Documentation for SQL Server BULK INSERT
can be found here. This answer gives instructions for using UTF-8 encoding: CODEPAGE = '65001'
. And this documentation gives instructions for unicode: DATAFILETYPE = 'widechar'
.
If you want to take this approach entirely within R, it will likely look something like:
write.csv(failing_row, "output_file.csv")
query_for_creating_table = "CREATE TABLE schema_name.table_name (
col1 INT,
col2 NCHAR(10),
)"
# each column listed along with suitable data types
query_for_bulk_insert = "BULK INSERT schema_name.table_name
FROM 'output_file.csv'
WITH
(
DATAFILETYPE = 'widechar',
FIRSTROW = 2,
ROWTERMINATOR = '\n'
)"
DBI::dbExecute(con, query_for_creating_table)
DBI::dbExecute(con, query_for_bulk_insert)
Load all the non-error rows and append the final row after
I have has some success in the past using the INSERT INTO
syntax. So would recommend loading the failing row using this approach.
Something like the following:
failing_row = local_df %>%
filter(condition_to_get_just_the_failing_row)

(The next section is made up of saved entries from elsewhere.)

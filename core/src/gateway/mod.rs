//! Ledger gateway
//!
//! The gateway is the only network collaborator of the worker:
//!
//! ```text
//!   GatewayProofBackend ── POST {base}/execute ─────────────▶ ┐
//!                                                            │
//!   StatusPoller ──────── GET  {base}/transaction/{id}/status ▶ │  ledger gateway
//!                 └────── GET  {base}/transaction/{id} ────────▶ ┘
//! ```
//!
//! [`LedgerGateway`] is the seam the executor and poller are generic over, so
//! tests can swap the HTTP client for an in-memory stub.

use std::future::Future;

use serde::{Deserialize, Serialize};
use serde_json::Value;
use thiserror::Error;

use shroud_transaction::{TransactionId, TxStatus};

pub mod http;

pub use http::HttpGateway;

/// Errors talking to the ledger gateway
#[derive(Debug, Error)]
pub enum GatewayError {
    /// Connection refused, DNS failure, request timeout
    #[error("gateway unreachable: {0}")]
    Transport(String),

    /// Gateway answered with a non-success status code
    #[error("gateway returned {status}: {body}")]
    Http { status: u16, body: String },

    /// Response body could not be interpreted
    #[error("unexpected gateway response: {0}")]
    Decode(String),

    /// The HTTP client itself could not be constructed
    #[error("failed to build HTTP client: {0}")]
    Client(String),
}

impl From<reqwest::Error> for GatewayError {
    fn from(e: reqwest::Error) -> Self {
        Self::Transport(e.to_string())
    }
}

/// What the gateway said about a transaction
#[derive(Debug, Clone, PartialEq, Eq)]
pub enum StatusReply {
    /// A status token such as `Finalized` or `pending`
    Token(String),
    /// Not indexed yet, or a body without a recognisable status
    Unknown,
}

impl StatusReply {
    /// Map the reply onto the poller's status vocabulary.
    pub fn to_status(&self) -> TxStatus {
        match self {
            Self::Token(token) => map_status_token(token),
            Self::Unknown => TxStatus::Pending,
        }
    }
}

/// Case-insensitive mapping of gateway status tokens.
///
/// `accepted` is treated as finalized; every unrecognised token is still pending.
pub fn map_status_token(token: &str) -> TxStatus {
    let token = token.trim().trim_matches('"').trim().to_ascii_lowercase();
    match token.as_str() {
        "finalized" | "accepted" => TxStatus::Finalized,
        "rejected" => TxStatus::Rejected,
        "failed" | "aborted" => TxStatus::Failed,
        _ => TxStatus::Pending,
    }
}

/// Signed execution request sent to `POST {base}/execute`
#[derive(Debug, Clone, PartialEq, Eq, Serialize, Deserialize)]
pub struct ExecutionEnvelope {
    #[serde(flatten)]
    pub body: UnsignedExecution,
    /// Hex-encoded Ed25519 verifying key of the owner
    pub signer_pubkey: String,
    /// Hex-encoded Ed25519 signature over the JSON encoding of `body`
    pub signature: String,
}

/// The part of an [`ExecutionEnvelope`] covered by the signature
#[derive(Debug, Clone, PartialEq, Eq, Serialize, Deserialize)]
pub struct UnsignedExecution {
    pub program_id: String,
    pub function_name: String,
    /// Canonical literal text, in call order
    pub inputs: Vec<String>,
    pub fee_microcredits: u64,
    /// Owner address, used by the gateway to resolve private state
    pub owner: String,
}

impl UnsignedExecution {
    /// Bytes the owner signs.
    pub fn signing_bytes(&self) -> Result<Vec<u8>, GatewayError> {
        serde_json::to_vec(self).map_err(|e| GatewayError::Decode(e.to_string()))
    }
}

/// Ledger gateway operations
pub trait LedgerGateway: Send + Sync + 'static {
    /// Broadcast a signed execution, returning the id the ledger assigned.
    fn submit(
        &self,
        envelope: &ExecutionEnvelope,
    ) -> impl Future<Output = Result<TransactionId, GatewayError>> + Send;

    /// Look up the current status of a transaction.
    fn get_status(
        &self,
        id: &TransactionId,
    ) -> impl Future<Output = Result<StatusReply, GatewayError>> + Send;

    /// Fetch the full transaction as the ledger stores it.
    fn get_transaction(
        &self,
        id: &TransactionId,
    ) -> impl Future<Output = Result<Value, GatewayError>> + Send;
}

#[cfg(test)]
mod tests {
    use super::*;

    #[test]
    fn test_status_tokens() {
        assert_eq!(map_status_token("Finalized"), TxStatus::Finalized);
        assert_eq!(map_status_token("  FINALIZED\n"), TxStatus::Finalized);
        assert_eq!(map_status_token("\"accepted\""), TxStatus::Finalized);
        assert_eq!(map_status_token("Rejected"), TxStatus::Rejected);
        assert_eq!(map_status_token("failed"), TxStatus::Failed);
        assert_eq!(map_status_token("Aborted"), TxStatus::Failed);
    }

    #[test]
    fn test_unknown_tokens_are_pending() {
        assert_eq!(map_status_token("pending"), TxStatus::Pending);
        assert_eq!(map_status_token("in_mempool"), TxStatus::Pending);
        assert_eq!(map_status_token(""), TxStatus::Pending);
        assert_eq!(StatusReply::Unknown.to_status(), TxStatus::Pending);
    }

    #[test]
    fn test_envelope_flattens_body() {
        let envelope = ExecutionEnvelope {
            body: UnsignedExecution {
                program_id: "private_donation.aleo".into(),
                function_name: "donate".into(),
                inputs: vec!["5u64".into()],
                fee_microcredits: 100_000,
                owner: "aleo1owner".into(),
            },
            signer_pubkey: "ab".into(),
            signature: "cd".into(),
        };
        let json = serde_json::to_value(&envelope).unwrap();
        assert_eq!(json["program_id"], "private_donation.aleo");
        assert_eq!(json["fee_microcredits"], 100_000);
        assert_eq!(json["signature"], "cd");
        assert!(json.get("body").is_none());
    }
}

non_failing_rows = local_df %>%
filter(! condition_to_get_just_the_failing_row)
# write non-failing rows
dbWriteTable(con, SQL("schema.table"), non_failing_rows, append = T)
# prep for insert failing row
insert_query = "INSERT INTO schema.table VALUES ("

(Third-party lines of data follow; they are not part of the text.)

//! In-process worker session
//!
//! Starts the worker against the configured gateway, sends a single request
//! and prints responses until that request is done.

use anyhow::{Context, Result};
use log::debug;
use serde_json::Value;

use shroud_config::ShroudConfig;
use shroud_core::FailureReason;
use shroud_core::worker::{HttpWorkerContext, WorkerResponse, WorkerService};

/// How responses are printed
#[derive(Debug, Clone, Copy, PartialEq, Eq, Default)]
pub enum Output {
    #[default]
    Human,
    /// One protocol message per line, as the stdio worker writes them
    Json,
}

/// Run `request` to completion. Returns false if it ended in an error or a
/// failed transaction.
pub async fn run(
    config: ShroudConfig,
    request: Value,
    done: impl Fn(&WorkerResponse) -> bool,
    output: Output,
) -> Result<bool> {
    let ctx = HttpWorkerContext::from_config(config).context("Failed to start worker")?;
    let (worker, mut responses) = WorkerService::start(ctx);

    worker.post(request).await?;

    let mut ok = false;
    while let Some(response) = responses.recv().await {
        print_response(&response, output)?;
        if done(&response) {
            ok = !matches!(
                response,
                WorkerResponse::Error { .. } | WorkerResponse::TransactionFailed { .. }
            );
            break;
        }
    }

    worker.terminate();
    Ok(ok)
}

fn print_response(response: &WorkerResponse, output: Output) -> Result<()> {
    if output == Output::Json {
        println!("{}", serde_json::to_string(response)?);
        return Ok(());
    }

    match response {
        WorkerResponse::WorkerLoaded => debug!("worker loaded"),
        WorkerResponse::AccountGenerated { result } => {
            println!("🔑 Address: {}", result.address);
        }
        WorkerResponse::TransactionBroadcasted { result } => {
            println!(
                "📡 Broadcast {}: {}",
                result.function_name, result.transaction_id
            );
        }
        WorkerResponse::TransactionStatusUpdated { result } => {
            println!(
                "⏳ {} {} (attempt {})",
                result.transaction_id, result.status, result.attempts
            );
        }
        WorkerResponse::TransactionFinalized { result } => {
            println!(
                "✅ {} finalized after {} polls",
                result.state.transaction_id, result.state.attempts
            );
            if let Some(transaction) = &result.transaction {
                println!("{}", serde_json::to_string_pretty(transaction)?);
            }
        }
        WorkerResponse::TransactionFailed { result } => {
            let reason = match &result.reason {
                Some(FailureReason::PollTimeout) => "gave up waiting".to_string(),
                Some(FailureReason::TransportError(e)) => e.clone(),
                None => "ledger reported failure".to_string(),
            };
            println!("❌ {} {}: {}", result.transaction_id, result.status, reason);
        }
        WorkerResponse::Error { result } => {
            eprintln!("❌ Error: {}", result);
        }
    }
    Ok(())
}

/// Done once the transaction is broadcast (or rejected before that).
pub fn broadcast_done(response: &WorkerResponse) -> bool {
    matches!(
        response,
        WorkerResponse::TransactionBroadcasted { .. } | WorkerResponse::Error { .. }
    )
}

/// Done once tracking reaches a terminal event.
pub fn tracking_done(response: &WorkerResponse) -> bool {
    matches!(
        response,
        WorkerResponse::TransactionFinalized { .. }
            | WorkerResponse::TransactionFailed { .. }
            | WorkerResponse::Error { .. }
    )
}
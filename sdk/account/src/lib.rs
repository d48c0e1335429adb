use std::fmt;

use serde::{Deserialize, Serialize};

/// An account as handed to the presentation layer.
///
/// Both fields are in their canonical text form. The address is always the one
/// derived from `private_key`; the pair is never split or mutated.
#[derive(Clone, PartialEq, Eq, Serialize, Deserialize)]
#[serde(rename_all = "camelCase")]
pub struct Account {
    pub private_key: String,
    pub address: String,
}

impl Account {
    pub fn new(private_key: impl Into<String>, address: impl Into<String>) -> Self {
        Self {
            private_key: private_key.into(),
            address: address.into(),
        }
    }
}

// Keeps the secret out of logs and panic messages.
impl fmt::Debug for Account {
    fn fmt(&self, f: &mut fmt::Formatter<'_>) -> fmt::Result {
        f.debug_struct("Account")
            .field("private_key", &"<redacted>")
            .field("address", &self.address)
            .finish()
    }
}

for(col in colnames(failing_row)){
value = failing_row[[col]]
if(is.numeric(value)){
insert_query = paste0(insert_query, value, ", ")
} else {
insert_query = paste0(insert_query, "'", value, "', ")
}
}
insert_query = paste0(insert_query, ");")
# insert failing row
dbExecute(con, insert_query)
other resources
If you have not seen them already, here are several related Q&A that might assist: Arabic characters, reading UTF-8, encoding to MySQL, and non-Latin characters as question marks. Though some of these are for reading data into R.